Czołgi w Betlejem
Kolumna izraelskich czołgów wjechała w nocy z wtorku na środę do centrum Betlejem.
Najazd stanowił reakcję na śmierć izraelskiego oficera armii, zastrzelonego we wtorek przez palestyńskiego snajpera w centrum miasta, w pobliżu Bazyliki Narodzenia Pańskiego. W nocy w Betlejem wprowadzono godzinę policyjną, zakazując Palestyńczykom wychodzenia na ulice do odwołania. W mieście trwają rewizje w domach. Jak do tej pory jednak brak informacji o aresztowaniach.
W środę rano na placu przed Bazyliką ustawione były dwa czołgi. Miasto ogłoszono "strefą zamkniętą", zakazując m.in. wstępu dziennikarzom.

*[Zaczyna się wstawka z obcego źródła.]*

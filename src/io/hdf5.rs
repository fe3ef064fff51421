//! Read hit tables from, and write statistics to, HDF5 files
//!
//! Input layout: one group per detector region (`btl`, `etl`), each holding
//! the four tables `sim_hits`, `digis`, `ureco_hits` and `reco_hits`. Rows of
//! all events are stored together; each row carries its `event_id`.

use std::collections::BTreeMap;
use std::path::Path;

use itertools::Itertools;

use crate::event::{Collection, Collections, Detector, DigiFrame, EventData, RecHit, SimHit, UncalibratedRecHit};
use crate::sink::book::{Binning, Shape};
use crate::sink::{Accumulator, HistogramBook};

pub fn read_table<T: hdf5::H5Type>(filename: &dyn AsRef<Path>, dataset: &str) -> hdf5::Result<Vec<T>> {
    let file = ::hdf5::File::open(filename)?;
    read_rows(&file, dataset)
}

fn read_rows<T: hdf5::H5Type>(file: &hdf5::File, dataset: &str) -> hdf5::Result<Vec<T>> {
    file.dataset(dataset)?.read_raw::<T>()
}

fn path(detector: Detector, collection: Collection) -> String {
    format!("{}/{}", detector.group(), collection.dataset())
}

/// Read the hit tables of `detectors`, and split them into events.
///
/// Every requested collection is present in every returned event, empty if
/// the event has no rows in that table. Events come in ascending id order.
pub fn read_events(filename: &dyn AsRef<Path>, detectors: &[Detector]) -> hdf5::Result<Vec<EventData>> {
    let file = ::hdf5::File::open(filename)?;
    let mut events = BTreeMap::new();
    for &detector in detectors {
        let mut scatter = Scatter { events: &mut events, detectors, detector };
        scatter.rows(read_rows::<SimHit>(&file, &path(detector, Collection::SimHits))?,
                     |h| h.event_id, |c| &mut c.sim);
        scatter.rows(read_rows::<DigiFrame>(&file, &path(detector, Collection::Digis))?,
                     |h| h.event_id, |c| &mut c.digi);
        scatter.rows(read_rows::<UncalibratedRecHit>(&file, &path(detector, Collection::UncalibratedRecHits))?,
                     |h| h.event_id, |c| &mut c.ureco);
        scatter.rows(read_rows::<RecHit>(&file, &path(detector, Collection::RecHits))?,
                     |h| h.event_id, |c| &mut c.reco);
    }
    Ok(events.into_values().collect())
}

/// Distributes the rows of one table over the events they belong to
struct Scatter<'e, 'd> {
    events: &'e mut BTreeMap<u32, EventData>,
    detectors: &'d [Detector],
    detector: Detector,
}

impl Scatter<'_, '_> {
    fn rows<T>(
        &mut self,
        rows: Vec<T>,
        event_id: impl Fn(&T) -> u32,
        slot: impl Fn(&mut Collections) -> &mut Option<Vec<T>>,
    ) {
        let detector = self.detector;
        for (id, rows) in rows.into_iter().into_group_map_by(|row| event_id(row)) {
            *slot(self.event(id).collections_mut(detector)) = Some(rows);
        }
    }

    fn event(&mut self, id: u32) -> &mut EventData {
        let detectors = self.detectors;
        self.events.entry(id).or_insert_with(|| {
            let mut event = EventData::new(id);
            for &d in detectors { *event.collections_mut(d) = Collections::empty(); }
            event
        })
    }
}

/// Write the four tables of one detector region. Missing collections are
/// written as empty tables.
pub fn write_collections(file: &hdf5::File, detector: Detector, collections: &Collections) -> hdf5::Result<()> {
    let group = file.create_group(detector.group())?;
    let Collections { sim, digi, ureco, reco } = collections;
    write_rows(&group, Collection::SimHits            , sim  .as_deref().unwrap_or(&[]))?;
    write_rows(&group, Collection::Digis              , digi .as_deref().unwrap_or(&[]))?;
    write_rows(&group, Collection::UncalibratedRecHits, ureco.as_deref().unwrap_or(&[]))?;
    write_rows(&group, Collection::RecHits            , reco .as_deref().unwrap_or(&[]))?;
    Ok(())
}

fn write_rows<T: hdf5::H5Type>(group: &hdf5::Group, collection: Collection, rows: &[T]) -> hdf5::Result<()> {
    group.new_dataset_builder()
        .with_data(rows)
        .create(collection.dataset())?;
    Ok(())
}

/// Store every accumulator of `book` in its own subgroup of `group`
pub fn write_book(file: &hdf5::File, group: &str, book: &HistogramBook) -> hdf5::Result<()> {
    let top = file.create_group(group)?;
    for (name, accumulator) in book.iter() {
        let g = top.create_group(name)?;
        let binning: Vec<f64> = match accumulator.shape() {
            Shape::H1(x) | Shape::Profile(x) => axis(x).to_vec(),
            Shape::H2(x, y) => [axis(x), axis(y)].concat(),
        };
        write_f64s(&g, "binning", &binning)?;
        write_f64s(&g, "values", &accumulator.values())?;
        if let Accumulator::Profile(_, profile) = accumulator {
            let [sum, sum2, entries, mean] = profile.columns();
            for (column, data) in [("sum", sum), ("sum2", sum2), ("entries", entries), ("mean", mean)] {
                write_f64s(&g, column, &data)?;
            }
        }
    }
    Ok(())
}

fn axis(Binning { bins, min, max }: Binning) -> [f64; 3] { [bins as f64, min, max] }

fn write_f64s(group: &hdf5::Group, name: &str, data: &[f64]) -> hdf5::Result<()> {
    group.new_dataset_builder().with_data(data).create(name)?;
    Ok(())
}

#[cfg(test)]
mod tests {
    use super::*;
    use crate::merge::fixtures::{digi, reco, sim, ureco};
    use crate::sink::book::Booking;
    use crate::sink::StatsSink;
    #[allow(unused)] use pretty_assertions::{assert_eq, assert_ne};

    #[test]
    fn events_roundtrip() -> Result<(), Box<dyn std::error::Error>> {
        let dir = tempfile::tempdir()?;
        let file_path = dir.path().join("events.h5");

        let barrel = Collections {
            sim  : Some(vec![SimHit { event_id: 3, ..sim(11, 1, 0.002, 1.0) },
                             SimHit { event_id: 1, ..sim(12, 2, 0.001, 2.0) },
                             SimHit { event_id: 3, ..sim(13, 1, 0.003, 3.0) }]),
            digi : Some(vec![DigiFrame { event_id: 1, ..digi(12, (5, 6, 7), (0, 0, 0)) }]),
            ureco: Some(vec![UncalibratedRecHit { event_id: 3, ..ureco(11, [1.0, 2.0], [3.0, 4.0]) }]),
            reco : Some(vec![RecHit { event_id: 3, ..reco(11, 1.5, 2.5) },
                             RecHit { event_id: 2, ..reco(14, 0.5, 0.5) }]),
        };
        {
            let file = hdf5::File::create(&file_path)?;
            write_collections(&file, Detector::Barrel, &barrel)?;
        }

        let sims = read_table::<SimHit>(&file_path, "btl/sim_hits")?;
        assert_eq!(Some(sims), barrel.sim);

        let events = read_events(&file_path, &[Detector::Barrel])?;
        let ids: Vec<_> = events.iter().map(|e| e.event_id).collect();
        assert_eq!(ids, vec![1, 2, 3]);

        let event3 = &events[2].barrel;
        let cells: Vec<_> = event3.sim.as_ref().unwrap().iter().map(|h| h.cell_id).collect();
        assert_eq!(cells, vec![11, 13]);
        assert_eq!(event3.digi, Some(vec![]));
        assert_eq!(event3.ureco.as_ref().unwrap().len(), 1);

        let event2 = &events[1].barrel;
        assert_eq!(event2.sim, Some(vec![]));
        assert_eq!(event2.reco.as_ref().unwrap()[0].cell_id, 14);

        // Endcap was not requested
        assert_eq!(events[0].endcap, Collections::default());
        Ok(())
    }

    #[test]
    fn missing_region_is_an_error() -> Result<(), Box<dyn std::error::Error>> {
        let dir = tempfile::tempdir()?;
        let file_path = dir.path().join("barrel-only.h5");
        {
            let file = hdf5::File::create(&file_path)?;
            let barrel = Collections {
                sim  : Some(vec![sim(1, 1, 0.001, 1.0)]),
                digi : Some(vec![digi(1, (1, 1, 1), (1, 1, 1))]),
                ureco: Some(vec![ureco(1, [1.0, 1.0], [1.0, 1.0])]),
                reco : Some(vec![reco(1, 1.0, 1.0)]),
            };
            write_collections(&file, Detector::Barrel, &barrel)?;
        }
        assert!(read_events(&file_path, &[Detector::Barrel]).is_ok());
        assert!(read_events(&file_path, &[Detector::Barrel, Detector::Endcap]).is_err());
        Ok(())
    }

    #[test]
    fn book_layout() -> Result<(), Box<dyn std::error::Error>> {
        let booking = Booking {
            entries: vec![
                ("h".into(), Shape::H1(Binning::new(4, 0.0, 4.0))),
                ("m".into(), Shape::H2(Binning::new(2, 0.0, 2.0), Binning::new(3, 0.0, 3.0))),
                ("p".into(), Shape::Profile(Binning::new(2, 0.0, 2.0))),
            ],
        };
        let mut book = HistogramBook::new(&booking);
        book.fill_1d("h", 2.5);
        book.fill_2d("m", 1.5, 0.5);
        book.fill_profile("p", 0.5, 3.0);
        book.fill_profile("p", 0.5, 5.0);

        let dir = tempfile::tempdir()?;
        let file_path = dir.path().join("book.h5");
        {
            let file = hdf5::File::create(&file_path)?;
            write_book(&file, "btl", &book)?;
        }
        let file = hdf5::File::open(&file_path)?;
        let read = |name: &str| file.dataset(name).and_then(|d| d.read_raw::<f64>());

        assert_eq!(read("btl/h/binning")?, vec![4.0, 0.0, 4.0]);
        assert_eq!(read("btl/h/values")?, vec![0.0, 0.0, 0.0, 1.0, 0.0, 0.0]);
        assert_eq!(read("btl/m/binning")?, vec![2.0, 0.0, 2.0, 3.0, 0.0, 3.0]);
        assert_eq!(read("btl/m/values")?.iter().sum::<f64>(), 1.0);
        assert_eq!(read("btl/p/mean")?, vec![0.0, 4.0, 0.0, 0.0]);
        assert_eq!(read("btl/p/entries")?, vec![0.0, 2.0, 0.0, 0.0]);
        assert_eq!(read("btl/p/sum2")?, vec![0.0, 34.0, 0.0, 0.0]);
        Ok(())
    }
}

Nocny najazd armii izraelskiej w Betlejem był pierwszą tego rodzaju operacją Izraelczyków od kilku miesięcy. Armia zajęła Betlejem - podobnie jak inne duże miasta Zachodniego Brzegu - w połowie czerwca zeszłego roku. Latem z Betlejem na krótko wycofano wojsko; po serii palestyńskich zamachów samobójczych armia powróciła jednak do miasta w listopadzie. Od lata ubiegłego roku w Betlejem nie było jednak czołgów.(ck)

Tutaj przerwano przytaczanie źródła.